Tout en se dégourdissant les jambes, Heinrich restait sur le qui-vive, et je savais que cette halte ne le rassurait pas, malgré qu’il en comprenne la nécessité. Son regard scrutait l’obscurité à la recherche du moindre mouvement, tandis qu’il restait aux aguets de tout bruit suspect. Il finit par s’asseoir sur un tronc couché. De mon côté, je continuai à faire les cent pas, tentant de me réchauffer malgré l’air glacial. Il aurait été trop risqué de faire un feu, la torche produisant déjà suffisamment de lumière ; je n’avais donc que cette solution.
Les minutes qui suivirent s’égrenèrent en silence, l’un et l’autre perdus dans nos pensées. Par moment, nos regards se croisaient sous la lueur de la flamme vacillante et se fixaient un instant, nous plongeant dans une sorte de conversation télépathique, avant de se détourner pour nous laisser nous replonger dans nos pensées.
- On perd du temps ! finit-il par s’exclamer en se relevant.
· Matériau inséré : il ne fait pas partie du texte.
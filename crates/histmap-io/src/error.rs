//! I/O error types
//!
//! Each format module maps its underlying library errors into
//! `IoError` variants so that callers only need to handle one error type.

use thiserror::Error;

/// Error type for raster I/O operations.
#[derive(Error, Debug)]
pub enum IoError {
    /// Standard I/O error (file not found, permission denied, etc.)
    #[error("I/O error: {0}")]
    Io(#[from] std::io::Error),

    /// The raster format is not supported or not enabled via features
    #[error("unsupported format: {0}")]
    UnsupportedFormat(String),

    /// The raster data is structurally invalid
    #[error("invalid raster data: {0}")]
    InvalidData(String),

    /// A format-specific decoder returned an error
    #[error("decode error: {0}")]
    DecodeError(String),

    /// A format-specific encoder returned an error
    #[error("encode error: {0}")]
    EncodeError(String),

    /// An error from the core library
    #[error("core error: {0}")]
    Core(#[from] histmap_core::Error),
}

/// Convenience alias for I/O results.
pub type IoResult<T> = Result<T, IoError>;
Il faut reprendre la route. Crois-moi, tu ne veux pas avoir à affronter ce qui nous suit. On a réussi à les devancer, et il vaut mieux que ça reste comme ça.
Les chevaux pestèrent de voir leur pause si brutalement écourtée, tandis qu’Heinrich se saisit de leur rêne pour m’en tendre une avant de se remettre en selle. Promptement je fis de même, et nous reprîmes le chemin. Il y en avait probablement pour quelques heures encore avant d’atteindre la lisière de la forêt et, une fois là-bas, les premières lueurs de l’aube ne devraient plus beaucoup se faire attendre.